Cities


Cities

The official Acropolis is of all the conceptions of modern barbarism the most colossal:
indescribable is the unpolished daylight the sky produces, the immovable grey,
the imperial radiance of buildings under the sun's eternal snow.
With a singular flair for the enormous, all the classical marvels of architecture have been reproduced,
and I visit expositions of painting in galleries twenty times as huge as Hampton Court.

And what painting! a Norwegian Nebuchadnezzar had built ministerial staircases;
the mere clerks were prouder than Brennuses and I
trembled before the guards and superintendents. The very arrangement of buildings in squares, courtyards and terraces made the cab-drivers drunk. The parks indicate primitive nature worked over with consummate art, the upper quarter having inexplicable spots:
an arm of the sea, without ships, rolling its sheet of sleet between quays covered with giant candelabra.
A short bridge leads to a postern directly under the dome of the Sainte-chapelle.
This dome has an armature of wrought steel about 15,000 feet in diameter.
At certain points, from copper footbridges, from platforms,
from stairways winding about the halls and piers, I thought
I might be able to judge the depth of the city. But it is prodigious beyond calculation:
what are the levels of those other quarters lying above or below the Acropolis?
For a stranger of our times, reconnaissance is impossible.
The commercial quarter is a circus in one style, with arcaded galleries.
no shops are to be seen, but the snow on the causeway is beaten down;
a few nabobs, as rare as pedestrians on a Sunday morning in London,
amble toward a diligence of diamonds.
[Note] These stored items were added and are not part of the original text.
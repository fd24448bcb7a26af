//! Error types for the sync engine.

use thiserror::Error;

/// Result type for sync operations.
pub type SyncResult<T> = Result<T, SyncError>;

/// Errors that can occur while pushing to the central node.
#[derive(Debug, Error)]
pub enum SyncError {
    /// The central node could not be reached or rejected the call.
    ///
    /// Retried internally by the pusher up to its configured limit; the
    /// outbox is preserved so a later push can drain it.
    #[error("sync network error: {message}")]
    Network {
        /// Description of the failure.
        message: String,
    },

    /// A wire message could not be encoded or decoded.
    #[error("protocol error: {0}")]
    Protocol(String),
}

impl SyncError {
    /// Creates a network error.
    pub fn network(message: impl Into<String>) -> Self {
        Self::Network {
            message: message.into(),
        }
    }

    /// Returns true if the pusher may retry after this error.
    pub fn is_retryable(&self) -> bool {
        matches!(self, SyncError::Network { .. })
    }
}
//! JSON encoding and decoding for wire types.

use serde::de::DeserializeOwned;
use serde::Serialize;
use thiserror::Error;

/// Result type for codec operations.
pub type CodecResult<T> = Result<T, CodecError>;

/// Errors raised while encoding or decoding wire messages.
#[derive(Debug, Error)]
pub enum CodecError {
    /// The payload was not valid JSON for the expected shape.
    #[error("invalid message: {0}")]
    InvalidMessage(String),
}

/// Encodes a wire type to its JSON representation.
pub fn to_json<T: Serialize>(value: &T) -> CodecResult<String> {
    serde_json::to_string(value).map_err(|e| CodecError::InvalidMessage(e.to_string()))
}

/// Decodes a wire type from JSON.
pub fn from_json<T: DeserializeOwned>(json: &str) -> CodecResult<T> {
    serde_json::from_str(json).map_err(|e| CodecError::InvalidMessage(e.to_string()))
}

#[cfg(test)]
mod tests {
    use super::*;
    use crate::SyncReport;

    #[test]
    fn garbage_is_an_invalid_message() {
        let err = from_json::<SyncReport>("not json").unwrap_err();
        assert!(err.to_string().contains("invalid message"));
    }

    #[test]
    fn unknown_shape_is_rejected() {
        assert!(from_json::<SyncReport>(r#"{"received":"three"}"#).is_err());
    }
}
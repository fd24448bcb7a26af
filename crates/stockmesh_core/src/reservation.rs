//! Reservation state machine: allocate, commit, release.
//!
//! Transitions act on the implicit per-product state
//! `available = on_hand - allocated`, each one going through the
//! optimistic mutator and appending a change-log entry on success.

use crate::clock::Clock;
use crate::error::{CoreError, CoreResult};
use crate::mutator::{MutationPlan, OptimisticMutator, RetryPolicy};
use crate::store::{IdempotencyRecord, StockStore};
use crate::types::{ProductId, ReservationOutcome, ReservationStatus};
use std::sync::Arc;
use tracing::info;

/// A reservation request tying an order to a product and quantity.
#[derive(Debug, Clone, PartialEq, Eq)]
pub struct ReservationRequest {
    /// Order the reservation belongs to.
    pub order_id: String,
    /// Product to reserve.
    pub product_id: ProductId,
    /// Units requested. Must be positive.
    pub quantity: i64,
}

impl ReservationRequest {
    /// Creates a request.
    pub fn new(
        order_id: impl Into<String>,
        product_id: impl Into<ProductId>,
        quantity: i64,
    ) -> Self {
        Self {
            order_id: order_id.into(),
            product_id: product_id.into(),
            quantity,
        }
    }

    /// Hash stored alongside an idempotency key to identify the payload.
    pub fn request_hash(&self) -> String {
        format!("{}:{}:{}", self.order_id, self.product_id, self.quantity)
    }
}

/// Runs reservation transitions on the store node.
pub struct ReservationLedger {
    mutator: OptimisticMutator,
}

impl ReservationLedger {
    /// Creates a reservation ledger over `store`.
    pub fn new(store: Arc<StockStore>, clock: Arc<dyn Clock>) -> Self {
        Self {
            mutator: OptimisticMutator::new(store, clock),
        }
    }

    /// Replaces the optimistic retry policy.
    pub fn with_policy(mut self, policy: RetryPolicy) -> Self {
        self.mutator = self.mutator.with_policy(policy);
        self
    }

    /// The store this ledger reads and writes.
    pub fn store(&self) -> &Arc<StockStore> {
        self.mutator.store()
    }

    /// Reserves stock against an order: `allocated += quantity`.
    ///
    /// Requires `available >= quantity`. When `idempotency_key` is present
    /// and already known, the allocation is not re-executed; the current
    /// snapshot is returned tagged `Allocated`, which may differ from the
    /// state produced by the original call if other mutations landed in
    /// between.
    pub fn allocate(
        &self,
        request: &ReservationRequest,
        idempotency_key: Option<&str>,
    ) -> CoreResult<ReservationOutcome> {
        Self::validate_quantity(request.quantity)?;

        let key = idempotency_key.map(str::trim).filter(|k| !k.is_empty());
        if let Some(key) = key {
            if self.store().find_idempotency(key).is_some() {
                let record =
                    self.store()
                        .get(&request.product_id)
                        .ok_or_else(|| CoreError::NotFound {
                            product_id: request.product_id.clone(),
                        })?;
                info!(
                    product_id = %request.product_id,
                    order_id = %request.order_id,
                    idempotency_key = key,
                    "allocate replay short-circuited"
                );
                return Ok(ReservationOutcome::from_record(
                    ReservationStatus::Allocated,
                    &record,
                ));
            }
        }

        let clock = Arc::clone(self.mutator.clock());
        let record = self.mutator.mutate(&request.product_id, |current| {
            let available = current.available();
            if available < request.quantity {
                return Err(CoreError::InsufficientStock {
                    product_id: current.product_id.clone(),
                    requested: request.quantity,
                    available,
                });
            }
            let mut plan = MutationPlan::from_record(current);
            plan.allocated += request.quantity;
            if let Some(key) = key {
                plan = plan.with_idempotency(IdempotencyRecord::new(
                    key,
                    request.request_hash(),
                    clock.now_ms(),
                ));
            }
            Ok(plan)
        })?;

        info!(
            product_id = %request.product_id,
            order_id = %request.order_id,
            quantity = request.quantity,
            allocated = record.allocated,
            "stock allocated"
        );
        Ok(ReservationOutcome::from_record(
            ReservationStatus::Allocated,
            &record,
        ))
    }

    /// Converts a reservation into a shipment:
    /// `on_hand -= quantity; allocated -= quantity` in a single mutation.
    pub fn commit(&self, request: &ReservationRequest) -> CoreResult<ReservationOutcome> {
        Self::validate_quantity(request.quantity)?;

        let record = self.mutator.mutate(&request.product_id, |current| {
            if current.allocated < request.quantity {
                return Err(CoreError::InsufficientReservation {
                    product_id: current.product_id.clone(),
                    requested: request.quantity,
                    allocated: current.allocated,
                });
            }
            let mut plan = MutationPlan::from_record(current);
            plan.on_hand -= request.quantity;
            plan.allocated -= request.quantity;
            Ok(plan)
        })?;

        info!(
            product_id = %request.product_id,
            order_id = %request.order_id,
            quantity = request.quantity,
            on_hand = record.on_hand,
            "reservation committed"
        );
        Ok(ReservationOutcome::from_record(
            ReservationStatus::Committed,
            &record,
        ))
    }

    /// Returns a reservation to available stock: `allocated -= quantity`.
    pub fn release(&self, request: &ReservationRequest) -> CoreResult<ReservationOutcome> {
        Self::validate_quantity(request.quantity)?;

        let record = self.mutator.mutate(&request.product_id, |current| {
            if current.allocated < request.quantity {
                return Err(CoreError::InsufficientReservation {
                    product_id: current.product_id.clone(),
                    requested: request.quantity,
                    allocated: current.allocated,
                });
            }
            let mut plan = MutationPlan::from_record(current);
            plan.allocated -= request.quantity;
            Ok(plan)
        })?;

        info!(
            product_id = %request.product_id,
            order_id = %request.order_id,
            quantity = request.quantity,
            allocated = record.allocated,
            "reservation released"
        );
        Ok(ReservationOutcome::from_record(
            ReservationStatus::Released,
            &record,
        ))
    }

    fn validate_quantity(quantity: i64) -> CoreResult<()> {
        if quantity <= 0 {
            return Err(CoreError::InvalidQuantity { quantity });
        }
        Ok(())
    }
}

#[cfg(test)]
mod tests {
    use super::*;
    use crate::clock::ManualClock;

    fn ledger() -> ReservationLedger {
        let store = Arc::new(StockStore::new());
        store.provision("SKU-1", 10, 1_000);
        ReservationLedger::new(store, Arc::new(ManualClock::new(2_000)))
    }

    fn request(quantity: i64) -> ReservationRequest {
        ReservationRequest::new("ORD-1", "SKU-1", quantity)
    }

    #[test]
    fn allocate_reserves_stock() {
        let ledger = ledger();
        let outcome = ledger.allocate(&request(4), None).unwrap();

        assert_eq!(outcome.status, ReservationStatus::Allocated);
        assert_eq!(outcome.on_hand, 10);
        assert_eq!(outcome.allocated, 4);
        assert_eq!(ledger.store().change_log_len(), 1);
    }

    #[test]
    fn allocate_beyond_available_fails() {
        let ledger = ledger();
        ledger.allocate(&request(8), None).unwrap();

        let err = ledger.allocate(&request(3), None).unwrap_err();
        assert!(matches!(
            err,
            CoreError::InsufficientStock {
                requested: 3,
                available: 2,
                ..
            }
        ));
        assert_eq!(ledger.store().get("SKU-1").unwrap().allocated, 8);
    }

    #[test]
    fn commit_consumes_on_hand_and_reservation() {
        let ledger = ledger();
        ledger.allocate(&request(4), None).unwrap();

        let outcome = ledger.commit(&request(4)).unwrap();
        assert_eq!(outcome.status, ReservationStatus::Committed);
        assert_eq!(outcome.on_hand, 6);
        assert_eq!(outcome.allocated, 0);
    }

    #[test]
    fn release_returns_stock_to_available() {
        let ledger = ledger();
        ledger.allocate(&request(4), None).unwrap();

        let outcome = ledger.release(&request(4)).unwrap();
        assert_eq!(outcome.status, ReservationStatus::Released);
        assert_eq!(outcome.on_hand, 10);
        assert_eq!(outcome.allocated, 0);
    }

    #[test]
    fn commit_and_release_require_matching_reservation() {
        let ledger = ledger();
        ledger.allocate(&request(2), None).unwrap();

        assert!(matches!(
            ledger.commit(&request(3)).unwrap_err(),
            CoreError::InsufficientReservation { .. }
        ));
        assert!(matches!(
            ledger.release(&request(3)).unwrap_err(),
            CoreError::InsufficientReservation { .. }
        ));
    }

    #[test]
    fn reservation_conservation() {
        let ledger = ledger();
        let initial = ledger.store().get("SKU-1").unwrap();

        ledger.allocate(&request(5), None).unwrap();
        ledger.commit(&request(5)).unwrap();
        let after_commit = ledger.store().get("SKU-1").unwrap();
        assert_eq!(after_commit.on_hand, initial.on_hand - 5);
        assert_eq!(after_commit.allocated, initial.allocated);

        ledger.allocate(&request(3), None).unwrap();
        ledger.release(&request(3)).unwrap();
        let after_release = ledger.store().get("SKU-1").unwrap();
        assert_eq!(after_release.on_hand, after_commit.on_hand);
        assert_eq!(after_release.allocated, initial.allocated);
    }

    #[test]
    fn non_positive_quantity_is_rejected() {
        let ledger = ledger();
        for quantity in [0, -4] {
            assert!(matches!(
                ledger.allocate(&request(quantity), None).unwrap_err(),
                CoreError::InvalidQuantity { .. }
            ));
            assert!(matches!(
                ledger.commit(&request(quantity)).unwrap_err(),
                CoreError::InvalidQuantity { .. }
            ));
            assert!(matches!(
                ledger.release(&request(quantity)).unwrap_err(),
                CoreError::InvalidQuantity { .. }
            ));
        }
    }

    #[test]
    fn keyed_allocate_executes_once() {
        let ledger = ledger();

        let first = ledger.allocate(&request(4), Some("key-1")).unwrap();
        assert_eq!(first.allocated, 4);

        let replay = ledger.allocate(&request(4), Some("key-1")).unwrap();
        assert_eq!(replay.status, ReservationStatus::Allocated);
        assert_eq!(replay.allocated, 4);

        // Only the first call executed and logged a change.
        assert_eq!(ledger.store().get("SKU-1").unwrap().allocated, 4);
        assert_eq!(ledger.store().change_log_len(), 1);
        let idem = ledger.store().find_idempotency("key-1").unwrap();
        assert_eq!(idem.request_hash, "ORD-1:SKU-1:4");
    }

    #[test]
    fn replay_returns_current_state_not_recorded_response() {
        let ledger = ledger();
        ledger.allocate(&request(4), Some("key-1")).unwrap();

        // Another operation moves the product between the original call
        // and the replay.
        ledger.commit(&request(4)).unwrap();

        let replay = ledger.allocate(&request(4), Some("key-1")).unwrap();
        assert_eq!(replay.on_hand, 6);
        assert_eq!(replay.allocated, 0);
    }

    #[test]
    fn blank_key_is_ignored() {
        let ledger = ledger();
        ledger.allocate(&request(2), Some("  ")).unwrap();
        ledger.allocate(&request(2), Some("")).unwrap();

        // Both executed: no idempotency record was stored.
        assert_eq!(ledger.store().get("SKU-1").unwrap().allocated, 4);
    }

    #[test]
    fn distinct_keys_execute_independently() {
        let ledger = ledger();
        ledger.allocate(&request(2), Some("key-1")).unwrap();
        ledger.allocate(&request(2), Some("key-2")).unwrap();
        assert_eq!(ledger.store().get("SKU-1").unwrap().allocated, 4);
    }
}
Divans in red velvet;
iced beverages are sold at prices ranging from 800 to 1,000 rupees.
At the very thought of looking for theatres in this circus,
I remind myself that the shops should contain dramas sufficiently gloomy.
I suppose there is a police force; but the law must be so strange that I
abandon any idea of imagining what sort of adventures are local.
The residential quarter, as elegant as the smartest street in Paris,
is favored with an aura of light; the democratic element numbers a few thousand souls.
There again, the houses are not in country, or rather 'county',
which fills the west endlessly with forests and vast plantations
where unsociable gentlemen search for their family-trees by rays of artificial light.